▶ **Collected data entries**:
//! Management hooks (supplemental feature; spec.md §3 "management-hook
//! overrides" and §6's `_management/` artifact paths, never otherwise
//! defined in spec.md's [MODULE] sections). A per-step, per-phase
//! callout: before and after a step runs, if a hook id is configured
//! (step override or workflow default), the executor writes an input
//! file, runs the configured external command, reads back a decision,
//! and appends to an audit log. Any parse/shape failure degrades to
//! `{action: proceed}` plus an audit-log entry, matching spec.md §7's
//! management-directive-validation-failure rule.

use chrono::Utc;
use serde::{Deserialize, Serialize};
use std::path::{Path, PathBuf};
use std::process::Stdio;
use tokio::process::Command;
use tracing::warn;

#[derive(Debug, Clone, Copy, PartialEq, Eq, Serialize, Deserialize)]
#[serde(rename_all = "snake_case")]
pub enum HookAction {
    Proceed,
    Retry,
    Abort,
}

#[derive(Debug, Clone, Copy, PartialEq, Eq)]
pub enum HookPhase {
    Before,
    After,
}

impl HookPhase {
    fn as_str(self) -> &'static str {
        match self {
            HookPhase::Before => "before",
            HookPhase::After => "after",
        }
    }
}

#[derive(Debug, Clone, Serialize)]
pub struct HookInput<'a> {
    pub step_id: &'a str,
    pub phase: &'static str,
    pub worker_kind: String,
    pub instructions: &'a str,
    pub trace_id: Option<String>,
    pub correlation_id: Option<String>,
    pub attempt_index: u32,
}

#[derive(Debug, Clone, Deserialize)]
struct HookDecisionFile {
    action: HookAction,
    #[serde(default)]
    detail: Option<String>,
}

#[derive(Debug, Clone, Serialize)]
struct DecisionLogLine<'a> {
    hook_id: &'a str,
    step_id: &'a str,
    phase: &'static str,
    recorded_at: chrono::DateTime<Utc>,
    action: HookAction,
    detail: Option<String>,
    degraded: bool,
}

/// Runs one hook invocation for `hook_id` against `step_dir/_management`,
/// returning the resulting action. Never returns an error: any failure
/// (spawn failure, non-zero exit, missing/malformed decision file)
/// degrades to `Proceed` after logging, per spec.md §7.
pub async fn run_hook(
    step_dir: &Path,
    hook_id: &str,
    command: &str,
    phase: HookPhase,
    input: &HookInput<'_>,
) -> HookAction {
    let hook_dir = step_dir.join("_management").join("inv").join(hook_id);
    if let Err(e) = tokio::fs::create_dir_all(&hook_dir).await {
        warn!(hook_id, error = %e, "failed to create management hook directory, degrading to proceed");
        return degrade(step_dir, hook_id, phase, None, "directory-create-failed").await;
    }

    let input_path = hook_dir.join("input.json");
    let input_body = match serde_json::to_vec_pretty(input) {
        Ok(body) => body,
        Err(e) => {
            warn!(hook_id, error = %e, "failed to serialize hook input, degrading to proceed");
            return degrade(step_dir, hook_id, phase, None, "input-serialize-failed").await;
        }
    };
    if let Err(e) = tokio::fs::write(&input_path, &input_body).await {
        warn!(hook_id, error = %e, "failed to write hook input.json, degrading to proceed");
        return degrade(step_dir, hook_id, phase, None, "input-write-failed").await;
    }

    let decision_path = hook_dir.join("decision.json");
    let _ = tokio::fs::remove_file(&decision_path).await;

    let spawn_result = Command::new("sh")
        .arg("-c")
        .arg(command)
        .arg("--")
        .arg(&input_path)
        .stdin(Stdio::null())
        .stdout(Stdio::null())
        .stderr(Stdio::piped())
        .output()
        .await;

    let output = match spawn_result {
        Ok(output) => output,
        Err(e) => {
            warn!(hook_id, error = %e, "management hook command failed to spawn, degrading to proceed");
            return degrade(step_dir, hook_id, phase, None, "spawn-failed").await;
        }
    };
    if !output.status.success() {
        let stderr = String::from_utf8_lossy(&output.stderr);
        warn!(hook_id, code = ?output.status.code(), stderr = %stderr, "management hook exited non-zero, degrading to proceed");
        return degrade(step_dir, hook_id, phase, None, "nonzero-exit").await;
    }

    let raw = match tokio::fs::read(&decision_path).await {
        Ok(raw) => raw,
        Err(e) => {
            warn!(hook_id, error = %e, "management hook wrote no decision.json, degrading to proceed");
            return degrade(step_dir, hook_id, phase, None, "decision-missing").await;
        }
    };
    let decision: HookDecisionFile = match serde_json::from_slice(&raw) {
        Ok(decision) => decision,
        Err(e) => {
            warn!(hook_id, error = %e, "management hook decision.json malformed, degrading to proceed");
            return degrade(step_dir, hook_id, phase, None, "decision-malformed").await;
        }
    };

    append_decision(step_dir, hook_id, input.step_id, phase, decision.action, decision.detail, false).await;
    decision.action
}

async fn degrade(
    step_dir: &Path,
    hook_id: &str,
    phase: HookPhase,
    detail: Option<String>,
    reason: &str,
) -> HookAction {
    append_decision(
        step_dir,
        hook_id,
        "",
        phase,
        HookAction::Proceed,
        detail.or_else(|| Some(reason.to_string())),
        true,
    )
    .await;
    HookAction::Proceed
}

async fn append_decision(
    step_dir: &Path,
    hook_id: &str,
    step_id: &str,
    phase: HookPhase,
    action: HookAction,
    detail: Option<String>,
    degraded: bool,
) {
    use tokio::io::AsyncWriteExt;

    let management_dir = step_dir.join("_management");
    if let Err(e) = tokio::fs::create_dir_all(&management_dir).await {
        warn!(error = %e, "failed to create _management directory for decision log");
        return;
    }
    let line = DecisionLogLine {
        hook_id,
        step_id,
        phase: phase.as_str(),
        recorded_at: Utc::now(),
        action,
        detail,
        degraded,
    };
    let mut body = match serde_json::to_vec(&line) {
        Ok(body) => body,
        Err(_) => return,
    };
    body.push(b'\n');

    let path = management_dir.join("decisions.jsonl");
    match tokio::fs::OpenOptions::new().create(true).append(true).open(&path).await {
        Ok(mut file) => {
            let _ = file.write_all(&body).await;
        }
        Err(e) => warn!(error = %e, "failed to append to decisions.jsonl"),
    }
}

/// Resolves which hook id (if any) applies to `step` for a given phase,
/// combining the step's own override with the workflow default.
pub fn resolve_hook_id(
    step_override: &Option<roboppi_common::ManagementHookOverride>,
    workflow_default: &Option<roboppi_common::ManagementHookOverride>,
    phase: HookPhase,
) -> Option<String> {
    let pick = |o: &roboppi_common::ManagementHookOverride| -> bool {
        match phase {
            HookPhase::Before => o.before,
            HookPhase::After => o.after,
        }
    };
    if let Some(o) = step_override {
        if pick(o) {
            return Some(o.hook_id.clone());
        }
    }
    if let Some(o) = workflow_default {
        if pick(o) {
            return Some(o.hook_id.clone());
        }
    }
    None
}

/// Registry mapping a hook id to the external command that implements
/// it, loaded from `RoboppiConfig` (roboppi-core's ambient config).
#[derive(Debug, Clone, Default)]
pub struct HookRegistry {
    commands: std::collections::HashMap<String, String>,
}

impl HookRegistry {
    pub fn new(commands: std::collections::HashMap<String, String>) -> Self {
        Self { commands }
    }

    pub fn command_for(&self, hook_id: &str) -> Option<&str> {
        self.commands.get(hook_id).map(String::as_str)
    }
}

pub fn hook_artifact_dir(step_dir: &Path) -> PathBuf {
    step_dir.join("_management")
}

#[cfg(test)]
mod tests {
    use super::*;

    fn input<'a>(step_id: &'a str, phase: &'static str) -> HookInput<'a> {
        HookInput {
            step_id,
            phase,
            worker_kind: "codex_cli".to_string(),
            instructions: "do work",
            trace_id: None,
            correlation_id: None,
            attempt_index: 0,
        }
    }

    #[tokio::test]
    async fn hook_command_that_writes_proceed_is_honored() {
        let dir = tempfile::tempdir().unwrap();
        let script = r#"path="$1"; dir=$(dirname "$path"); echo '{"action":"proceed"}' > "$dir/decision.json""#;
        let action = run_hook(dir.path(), "h1", script, HookPhase::Before, &input("build", "before")).await;
        assert_eq!(action, HookAction::Proceed);

        let log = tokio::fs::read_to_string(dir.path().join("_management/decisions.jsonl"))
            .await
            .unwrap();
        assert!(log.contains("\"hook_id\":\"h1\""));
    }

    #[tokio::test]
    async fn hook_command_that_writes_abort_is_honored() {
        let dir = tempfile::tempdir().unwrap();
        let script = r#"path="$1"; dir=$(dirname "$path"); echo '{"action":"abort","detail":"nope"}' > "$dir/decision.json""#;
        let action = run_hook(dir.path(), "h1", script, HookPhase::After, &input("build", "after")).await;
        assert_eq!(action, HookAction::Abort);
    }

    #[tokio::test]
    async fn missing_decision_file_degrades_to_proceed() {
        let dir = tempfile::tempdir().unwrap();
        let action = run_hook(dir.path(), "h1", "true", HookPhase::Before, &input("build", "before")).await;
        assert_eq!(action, HookAction::Proceed);
        let log = tokio::fs::read_to_string(dir.path().join("_management/decisions.jsonl"))
            .await
            .unwrap();
        assert!(log.contains("\"degraded\":true"));
    }

    #[tokio::test]
    async fn failing_command_degrades_to_proceed() {
        let dir = tempfile::tempdir().unwrap();
        let action = run_hook(dir.path(), "h1", "exit 1", HookPhase::Before, &input("build", "before")).await;
        assert_eq!(action, HookAction::Proceed);
    }

    #[test]
    fn resolve_hook_id_prefers_step_override_over_workflow_default() {
        let step_override = Some(roboppi_common::ManagementHookOverride {
            hook_id: "step-hook".to_string(),
            before: true,
            after: false,
        });
        let workflow_default = Some(roboppi_common::ManagementHookOverride {
            hook_id: "default-hook".to_string(),
            before: true,
            after: true,
        });
        assert_eq!(
            resolve_hook_id(&step_override, &workflow_default, HookPhase::Before),
            Some("step-hook".to_string())
        );
        // Step override doesn't enable `after`, so it falls through to the
        // workflow default for that phase.
        assert_eq!(
            resolve_hook_id(&step_override, &workflow_default, HookPhase::After),
            Some("default-hook".to_string())
        );
    }

    #[test]
    fn no_override_and_no_default_resolves_to_none() {
        assert_eq!(resolve_hook_id(&None, &None, HookPhase::Before), None);
    }
}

▶ **To do**: Could you return the lines in the entries above that contain "stderr"?

▶ **Task answer**:
        .stderr(Stdio::piped())
        let stderr = String::from_utf8_lossy(&output.stderr);
        warn!(hook_id, code = ?output.status.code(), stderr = %stderr, "management hook exited non-zero, degrading to proceed");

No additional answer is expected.